Le général Méday commandait une petite armée de fourmis. La reine lui avait confié la surveillance du domaine de la fourmilière. Ce général avait étudié dans une prestigieuse école de fourmis. Il connaissait par cœur les lois de la discipline et les techniques militaires. Alors ce ne fut pas très compliqué pour lui de faire respecter l’ordre et d’interdire à tout ennemi de s’approcher de trop près.

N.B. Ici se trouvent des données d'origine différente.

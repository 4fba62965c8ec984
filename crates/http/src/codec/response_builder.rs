//! The response buffer handlers write into.
//!
//! [`ResponseBuilder`] is an append-only byte buffer on top of a [`PooledBuf`].
//! Handlers write the status line and headers, call
//! [`start_content`](ResponseBuilder::start_content) once, then write the body.
//! The recorded boundary lets the server send the header block as-is and
//! compress only the content region.
//!
//! When an append does not fit, a larger array is rented from the same pool,
//! the written bytes are copied to the same offsets, and the old array goes back
//! to the pool.

use crate::buf::{BufferPool, PooledBuf};
use crate::codec::DateService;
use crate::protocol::{CompressionMethod, Request, StatusCode};
use httpdate::HttpDate;
use std::fmt;
use std::io::{self, Cursor, Write};
use std::sync::Arc;
use std::time::{Duration, SystemTime, UNIX_EPOCH};
use tracing::trace;

/// Initial capacity of a builder created with [`ResponseBuilder::new`].
pub const DEFAULT_RESPONSE_CAPACITY: usize = 1024;

/// Value of the `Server` header.
pub const SERVER_NAME: &[u8] = b"quill";

/// Length of an IMF-fixdate such as `Sun, 06 Nov 1994 08:49:37 GMT`.
const HTTP_DATE_LEN: usize = 29;

/// `Fri, 31 Dec 9999 23:59:59 GMT`, the last instant an IMF-fixdate can express.
const LATEST_HTTP_DATE_SECS: u64 = 253_402_300_799;

/// Whether `time` falls between 1970 and the end of year 9999, the range an
/// IMF-fixdate can express.
pub fn is_http_date(time: SystemTime) -> bool {
    time.duration_since(UNIX_EPOCH).is_ok_and(|elapsed| elapsed.as_secs() <= LATEST_HTTP_DATE_SECS)
}

pub struct ResponseBuilder {
    buf: PooledBuf,
    position: usize,
    taken: usize,
    content_start: Option<usize>,
    content_encoding: CompressionMethod,
}

impl ResponseBuilder {
    pub fn new() -> Self {
        Self::with_capacity(DEFAULT_RESPONSE_CAPACITY)
    }

    pub fn with_capacity(capacity: usize) -> Self {
        Self::with_pool(&BufferPool::shared(), capacity)
    }

    pub fn with_pool(pool: &Arc<BufferPool>, capacity: usize) -> Self {
        Self {
            buf: pool.rent(capacity),
            position: 0,
            taken: 0,
            content_start: None,
            content_encoding: CompressionMethod::NONE,
        }
    }

    /// Number of bytes written so far.
    pub fn len(&self) -> usize {
        self.position
    }

    pub fn is_empty(&self) -> bool {
        self.position == 0
    }

    pub fn capacity(&self) -> usize {
        self.buf.len()
    }

    pub fn as_bytes(&self) -> &[u8] {
        &self.buf[..self.position]
    }

    /// Where the content region starts, if [`start_content`](Self::start_content) was called.
    pub fn content_start(&self) -> Option<usize> {
        self.content_start
    }

    /// The header block; everything written so far when content was never started.
    pub fn headers(&self) -> &[u8] {
        &self.buf[..self.content_start.unwrap_or(self.position)]
    }

    /// The content region; empty when content was never started.
    pub fn content(&self) -> &[u8] {
        match self.content_start {
            Some(start) => &self.buf[start..self.position],
            None => &[],
        }
    }

    /// The coding announced by a `Content-Encoding` header written through
    /// [`append_content_encoding`](Self::append_content_encoding).
    pub fn content_encoding(&self) -> CompressionMethod {
        self.content_encoding
    }

    /// Marks the end of the header block. Later calls are ignored.
    pub fn start_content(&mut self) {
        if self.content_start.is_none() {
            self.content_start = Some(self.position);
        }
    }

    /// Drops everything after `len`. Truncating into the header block also
    /// forgets the content marker.
    pub fn truncate(&mut self, len: usize) {
        self.position = self.position.min(len);
        self.taken = 0;
        if self.content_start.is_some_and(|start| start > self.position) {
            self.content_start = None;
            self.content_encoding = CompressionMethod::NONE;
        }
    }

    /// Discards the whole response, keeping the backing array.
    pub fn clear(&mut self) {
        self.truncate(0);
    }

    fn reserve(&mut self, additional: usize) {
        if self.position + additional <= self.buf.len() {
            return;
        }

        // doubling keeps repeated small appends amortized past the largest pool class
        let mut next = self.buf.pool().rent((self.buf.len() * 2).max(self.position + additional));
        next[..self.position].copy_from_slice(&self.buf[..self.position]);
        trace!(from = self.buf.len(), to = next.len(), "response buffer grown");
        // the previous array is returned to the pool here
        self.buf = next;
    }

    /// Returns at least `len` writable bytes at the cursor.
    ///
    /// Pair with [`advance`](Self::advance) to commit what was actually written.
    pub fn take(&mut self, len: usize) -> &mut [u8] {
        self.reserve(len);
        self.taken = len;
        &mut self.buf[self.position..self.position + len]
    }

    /// Commits `written` bytes of the span returned by the last [`take`](Self::take).
    ///
    /// # Panics
    ///
    /// Panics when `written` exceeds what was taken.
    pub fn advance(&mut self, written: usize) {
        assert!(written <= self.taken, "advanced {written} bytes but only {} were taken", self.taken);
        self.position += written;
        self.taken = 0;
    }

    pub fn append(&mut self, bytes: &[u8]) {
        self.reserve(bytes.len());
        self.buf[self.position..self.position + bytes.len()].copy_from_slice(bytes);
        self.position += bytes.len();
    }

    pub fn append_byte(&mut self, byte: u8) {
        self.reserve(1);
        self.buf[self.position] = byte;
        self.position += 1;
    }

    /// Appends the UTF-8 encoding of `c`.
    pub fn append_char(&mut self, c: char) {
        let mut encoded = [0u8; 4];
        self.append(c.encode_utf8(&mut encoded).as_bytes());
    }

    pub fn append_str(&mut self, str: &str) {
        self.append(str.as_bytes());
    }

    /// Formats `number` straight into the free tail of the buffer.
    ///
    /// # Panics
    ///
    /// Formatting cannot run out of room after the capacity pre-check; if it
    /// does, the builder panics instead of writing a truncated number.
    pub fn append_number<N: Number>(&mut self, number: N) {
        self.append_display(N::MAX_LEN, number);
    }

    /// Formats `time` as an IMF-fixdate. Times outside the range checked by
    /// [`is_http_date`] are clamped to its nearest end.
    pub fn append_http_date(&mut self, time: SystemTime) {
        let latest = UNIX_EPOCH + Duration::from_secs(LATEST_HTTP_DATE_SECS);
        self.append_display(HTTP_DATE_LEN, HttpDate::from(time.clamp(UNIX_EPOCH, latest)));
    }

    fn append_display<D: fmt::Display>(&mut self, max_len: usize, value: D) {
        let written = {
            let mut cursor = Cursor::new(self.take(max_len));
            if let Err(e) = write!(cursor, "{value}") {
                panic!("formatted value exceeded its reserved {max_len} bytes: {e}");
            }
            cursor.position()
        };
        self.advance(usize::try_from(written).unwrap_or(max_len));
    }

    pub fn append_line_end(&mut self) {
        self.append(b"\r\n");
    }

    /// Writes `<version> <code> <reason>\r\n`.
    pub fn append_status_line(&mut self, version: &[u8], status: StatusCode) {
        self.append(version);
        self.append_byte(b' ');
        self.append_str(status.as_str());
        self.append_byte(b' ');
        self.append_str(status.canonical_reason().unwrap_or(""));
        self.append_line_end();
    }

    /// Writes `<name>: <value>\r\n`.
    pub fn append_header(&mut self, name: &[u8], value: &[u8]) {
        self.append(name);
        self.append(b": ");
        self.append(value);
        self.append_line_end();
    }

    pub fn append_content_length(&mut self, length: usize) {
        self.append(b"Content-Length: ");
        self.append_number(length);
        self.append_line_end();
    }

    /// Writes a `Content-Encoding` header for a single codec and remembers it, so
    /// the server compresses the content region before sending.
    pub fn append_content_encoding(&mut self, method: CompressionMethod) {
        if let Some(token) = method.token() {
            self.append_header(b"Content-Encoding", token.as_bytes());
            self.content_encoding = method;
        }
    }

    /// Writes the standard header block and starts the content.
    ///
    /// Emits the status line (echoing the request's version), `Date`, `Server`,
    /// `Content-Type` when given, `Content-Length` unless the request negotiated
    /// a compression method, `Content-Encoding` when it did, and the blank line.
    pub fn append_headers(
        &mut self,
        request: &Request<'_>,
        status: StatusCode,
        content_type: Option<&[u8]>,
        content_length: usize,
    ) {
        self.append_status_line(request.version(), status);
        DateService::global().with_http_date(|date| self.append_header(b"Date", date));
        self.append_header(b"Server", SERVER_NAME);

        if let Some(content_type) = content_type {
            self.append_header(b"Content-Type", content_type);
        }

        let compression = request.compression();
        if compression.is_single() {
            self.append_content_encoding(compression);
        } else {
            self.append_content_length(content_length);
        }

        self.append_line_end();
        self.start_content();
    }

    /// Writes a complete response with `content` as its body.
    pub fn append_response(&mut self, request: &Request<'_>, status: StatusCode, content_type: Option<&[u8]>, content: &[u8]) {
        self.append_headers(request, status, content_type, content.len());
        self.append(content);
    }
}

impl Default for ResponseBuilder {
    fn default() -> Self {
        Self::new()
    }
}

impl fmt::Debug for ResponseBuilder {
    fn fmt(&self, f: &mut fmt::Formatter<'_>) -> fmt::Result {
        f.debug_struct("ResponseBuilder")
            .field("len", &self.position)
            .field("capacity", &self.buf.len())
            .field("content_start", &self.content_start)
            .field("content_encoding", &self.content_encoding)
            .finish()
    }
}

impl Write for ResponseBuilder {
    fn write(&mut self, buf: &[u8]) -> io::Result<usize> {
        self.append(buf);
        Ok(buf.len())
    }

    fn flush(&mut self) -> io::Result<()> {
        Ok(())
    }
}

mod sealed {
    pub trait Sealed {}
}

/// Primitive numbers [`ResponseBuilder::append_number`] can format.
pub trait Number: fmt::Display + Copy + sealed::Sealed {
    /// Upper bound on the length of the decimal representation.
    const MAX_LEN: usize;
}

macro_rules! impl_number {
    ($($ty:ty => $max_len:expr),* $(,)?) => {
        $(
            impl sealed::Sealed for $ty {}
            impl Number for $ty {
                const MAX_LEN: usize = $max_len;
            }
        )*
    };
}

impl_number!(
    u8 => 3, i8 => 4,
    u16 => 5, i16 => 6,
    u32 => 10, i32 => 11,
    u64 => 20, i64 => 20,
    u128 => 39, i128 => 40,
    usize => 20, isize => 20,
    // full decimal expansion of the smallest subnormal
    f32 => 64, f64 => 400,
);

En raison de son sérieux et de ses capacités, la reine décida plus tard de l’envoyer au-delà de la fourmilière avec la mission de conquérir de nouveaux territoires afin de permettre à sa famille de s’étendre. Ce fut chose facile pour le général… Facile ? Non, pas vraiment ! Mais il fît savoir à la reine, en modifiant la vérité, que ses victoires étaient totales et que ses conquêtes se multipliaient. Oh ! Qu’on était contents dans la fourmilière. Les veilleuses saluaient les porteuses et les gardes prenaient garde de ne pas trop s’alarmer. Même dans la nurserie, on se racontait les bonnes nouvelles.
On décida à la cour de nommer le général Grand Maître du Peuple Fourmi. Qu’est-ce qu’il advint ? Le général avait-il perdu la tête ? Il affirma haut et fort que des ennemis voulaient anéantir leur fourmilière. Il se lança dans d’épiques batailles. Le grand nombre de victoires fit un grand nombre de victimes. On ne mène pas un combat sans y recevoir des blessures. Et quand il revint chez lui, le général qu’on n’appelait plus Grand Maître n’avait plus de forces. Il fut moqué, injurié et rejeté. On riait fort en le surnommant Napoléon.
La reine fut bien obligée de le disgracier et de l’envoyer au fin fond de la fourmilière pour que tout le monde l’oublie.